[Stored data entries]
□ □ □ □

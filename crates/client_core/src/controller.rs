//! Query list orchestration: validation, prediction calls, and the
//! collection mutations they produce.
//!
//! Every network call runs as an independent task. Completions are applied
//! in whatever order the service answers; nothing is queued or sequenced.

use std::{fmt, sync::Arc};

use shared::{
    domain::{PositionKey, RecordId, RecordLookup},
    protocol::RecordSnapshot,
};
use tokio::{sync::broadcast, task::JoinHandle};
use tracing::{debug, info, warn};

use crate::{
    error::{FailureKind, RequestFailed, ValidationError},
    observable::{Observable, ObservableList},
    prediction::{Prediction, PredictionClient},
    record::QueryRecord,
};

const EVENT_CAPACITY: usize = 256;

#[derive(Debug, Clone, Copy, PartialEq, Eq)]
pub enum Operation {
    Create,
    Update,
}

impl fmt::Display for Operation {
    fn fmt(&self, f: &mut fmt::Formatter<'_>) -> fmt::Result {
        match self {
            Self::Create => f.write_str("create"),
            Self::Update => f.write_str("update"),
        }
    }
}

#[derive(Debug, Clone, PartialEq)]
pub enum ControllerEvent {
    /// Input rejected before any request was made. Meant to block the user.
    ValidationFailed { operation: Operation, message: String },
    /// A prediction call failed; input and collection were left untouched.
    RequestFailed {
        operation: Operation,
        text: String,
        kind: FailureKind,
        reason: String,
    },
    RecordAdded { id: RecordId, position: usize },
    RecordRemoved { id: RecordId, position: usize },
}

#[derive(Debug, Clone, Copy, Default)]
pub struct ControllerOptions {
    pub lookup: RecordLookup,
}

/// Handle to one in-flight prediction call.
pub struct PendingRequest {
    operation: Operation,
    handle: JoinHandle<Result<Arc<QueryRecord>, RequestFailed>>,
}

impl PendingRequest {
    pub fn operation(&self) -> Operation {
        self.operation
    }

    pub fn is_finished(&self) -> bool {
        self.handle.is_finished()
    }

    /// Drops the call. A cancelled request never touches the collection.
    pub fn cancel(&self) {
        debug!(operation = %self.operation, "cancelling prediction request");
        self.handle.abort();
    }

    pub async fn wait(self) -> Result<Arc<QueryRecord>, RequestFailed> {
        match self.handle.await {
            Ok(result) => result,
            Err(err) if err.is_cancelled() => Err(RequestFailed::Cancelled),
            Err(err) => std::panic::resume_unwind(err.into_panic()),
        }
    }
}

impl fmt::Debug for PendingRequest {
    fn fmt(&self, f: &mut fmt::Formatter<'_>) -> fmt::Result {
        f.debug_struct("PendingRequest")
            .field("operation", &self.operation)
            .field("finished", &self.is_finished())
            .finish()
    }
}

#[derive(Debug)]
pub enum UpdateOutcome {
    Submitted(PendingRequest),
    /// Empty text routes to a local delete; carries what was removed, if anything.
    Deleted(Option<Arc<QueryRecord>>),
}

pub struct QueryListController {
    client: Arc<dyn PredictionClient>,
    lookup: RecordLookup,
    pub pending_text: Observable<Option<String>>,
    pub records: ObservableList<Arc<QueryRecord>>,
    events: broadcast::Sender<ControllerEvent>,
}

impl QueryListController {
    pub fn new(client: Arc<dyn PredictionClient>, options: ControllerOptions) -> Arc<Self> {
        let (events, _) = broadcast::channel(EVENT_CAPACITY);
        Arc::new(Self {
            client,
            lookup: options.lookup,
            pending_text: Observable::new(None),
            records: ObservableList::new(),
            events,
        })
    }

    pub fn subscribe_events(&self) -> broadcast::Receiver<ControllerEvent> {
        self.events.subscribe()
    }

    pub fn snapshot(&self) -> Vec<RecordSnapshot> {
        self.records
            .snapshot()
            .iter()
            .map(|record| record.snapshot())
            .collect()
    }

    /// Sends the pending text for prediction and appends the result on success.
    ///
    /// Must be called from within a tokio runtime.
    pub fn submit_new(self: &Arc<Self>) -> Result<PendingRequest, ValidationError> {
        let text = match self.pending_text.get() {
            Some(text) if !text.is_empty() => text,
            _ => {
                self.reject(Operation::Create, ValidationError::MissingText);
                return Err(ValidationError::MissingText);
            }
        };

        let controller = Arc::clone(self);
        let handle = tokio::spawn(async move {
            let outcome = controller.client.predict(&text).await;
            controller.complete_create(text, outcome)
        });
        Ok(PendingRequest {
            operation: Operation::Create,
            handle,
        })
    }

    /// Re-predicts an edited record and swaps the result in at the end of the list.
    ///
    /// Empty text is not an error: the record is deleted locally instead.
    pub fn submit_update(self: &Arc<Self>, record: &Arc<QueryRecord>) -> UpdateOutcome {
        let text = record.text.get();
        if text.is_empty() {
            debug!(record_id = %record.id(), "empty update text, deleting record");
            return UpdateOutcome::Deleted(self.delete_record(record));
        }

        let controller = Arc::clone(self);
        let original = Arc::clone(record);
        let handle = tokio::spawn(async move {
            let outcome = controller.client.predict(&text).await;
            controller.complete_update(&original, text, outcome)
        });
        UpdateOutcome::Submitted(PendingRequest {
            operation: Operation::Update,
            handle,
        })
    }

    /// Removes one entry for `record`, located according to the lookup mode.
    ///
    /// With positional lookup this removes whatever currently occupies the
    /// record's stored key, which may be a different record once earlier
    /// rows have been removed. An out-of-range key removes nothing.
    pub fn delete_record(&self, record: &QueryRecord) -> Option<Arc<QueryRecord>> {
        let removed = match self.lookup {
            RecordLookup::Positional => {
                let PositionKey(index) = record.position_key();
                self.records.remove_at(index).map(|item| (index, item))
            }
            RecordLookup::Stable => self.records.remove_first(|item| item.id() == record.id()),
        };

        match removed {
            Some((position, item)) => {
                debug!(record_id = %item.id(), position, lookup = %self.lookup, "record removed");
                self.emit(ControllerEvent::RecordRemoved {
                    id: item.id(),
                    position,
                });
                Some(item)
            }
            None => {
                debug!(
                    record_id = %record.id(),
                    position_key = %record.position_key(),
                    lookup = %self.lookup,
                    "delete matched nothing"
                );
                None
            }
        }
    }

    fn complete_create(
        &self,
        text: String,
        outcome: Result<Prediction, RequestFailed>,
    ) -> Result<Arc<QueryRecord>, RequestFailed> {
        let prediction = self.check_outcome(Operation::Create, &text, outcome)?;
        let record = self.append(text, prediction);
        self.pending_text.set(Some(String::new()));
        Ok(record)
    }

    fn complete_update(
        &self,
        original: &QueryRecord,
        text: String,
        outcome: Result<Prediction, RequestFailed>,
    ) -> Result<Arc<QueryRecord>, RequestFailed> {
        let prediction = self.check_outcome(Operation::Update, &text, outcome)?;
        self.delete_record(original);
        Ok(self.append(text, prediction))
    }

    fn check_outcome(
        &self,
        operation: Operation,
        text: &str,
        outcome: Result<Prediction, RequestFailed>,
    ) -> Result<Prediction, RequestFailed> {
        outcome.map_err(|err| {
            warn!(%operation, error = %err, "prediction request failed");
            self.emit(ControllerEvent::RequestFailed {
                operation,
                text: text.to_string(),
                kind: err.kind(),
                reason: err.to_string(),
            });
            err
        })
    }

    fn append(&self, text: String, prediction: Prediction) -> Arc<QueryRecord> {
        let (position, record) = self.records.push_with(|len| {
            Arc::new(QueryRecord::new(PositionKey(len), text, prediction))
        });
        info!(
            record_id = %record.id(),
            position,
            summary = record.summary(),
            confidence = record.confidence(),
            "record added"
        );
        self.emit(ControllerEvent::RecordAdded {
            id: record.id(),
            position,
        });
        record
    }

    fn reject(&self, operation: Operation, err: ValidationError) {
        info!(%operation, error = %err, "rejected input");
        self.emit(ControllerEvent::ValidationFailed {
            operation,
            message: err.to_string(),
        });
    }

    fn emit(&self, event: ControllerEvent) {
        // No subscribers is fine; the observables carry the state.
        let _ = self.events.send(event);
    }
}

#[cfg(test)]
#[path = "tests/controller_tests.rs"]
mod tests;
use serde::{Deserialize, Serialize};

#[derive(Debug, Clone, Copy, PartialEq, Eq, Serialize, Deserialize)]
#[serde(rename_all = "snake_case")]
pub enum ErrorCode {
    BadRequest,
    NotFound,
    Validation,
    Unavailable,
    Internal,
    Unknown,
}

impl ErrorCode {
    pub fn from_status(status: u16) -> Self {
        match status {
            400 => Self::BadRequest,
            404 => Self::NotFound,
            422 => Self::Validation,
            502..=504 => Self::Unavailable,
            500..=599 => Self::Internal,
            _ => Self::Unknown,
        }
    }
}

/// Error body returned by the prediction service.
///
/// Every field is optional on the wire; servers differ in what they send.
#[derive(Debug, Clone, Default, Serialize, Deserialize)]
pub struct ApiError {
    #[serde(default, skip_serializing_if = "Option::is_none")]
    pub status: Option<u16>,
    #[serde(default, skip_serializing_if = "Option::is_none")]
    pub error: Option<String>,
    #[serde(default, skip_serializing_if = "Option::is_none")]
    pub message: Option<String>,
}

impl ApiError {
    pub fn code(&self) -> ErrorCode {
        self.status
            .map(ErrorCode::from_status)
            .unwrap_or(ErrorCode::Unknown)
    }

    /// Best human-readable description the body offers.
    pub fn describe(&self) -> Option<&str> {
        self.message
            .as_deref()
            .filter(|m| !m.trim().is_empty())
            .or(self.error.as_deref())
    }
}

#[cfg(test)]
mod tests {
    use super::*;

    #[test]
    fn decodes_partial_service_error_body() {
        let body: ApiError =
            serde_json::from_str(r#"{"status":500,"error":"Internal Server Error"}"#)
                .expect("decode");
        assert_eq!(body.code(), ErrorCode::Internal);
        assert_eq!(body.describe(), Some("Internal Server Error"));
    }

    #[test]
    fn blank_message_falls_back_to_error_label() {
        let body = ApiError {
            status: Some(400),
            error: Some("Bad Request".into()),
            message: Some("  ".into()),
        };
        assert_eq!(body.code(), ErrorCode::BadRequest);
        assert_eq!(body.describe(), Some("Bad Request"));
    }
}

□ □ □ □

→ **Brief**:
A single number is the answer here: how many lines above carry the string "FailureKind"?

→ **Expected answer**:
2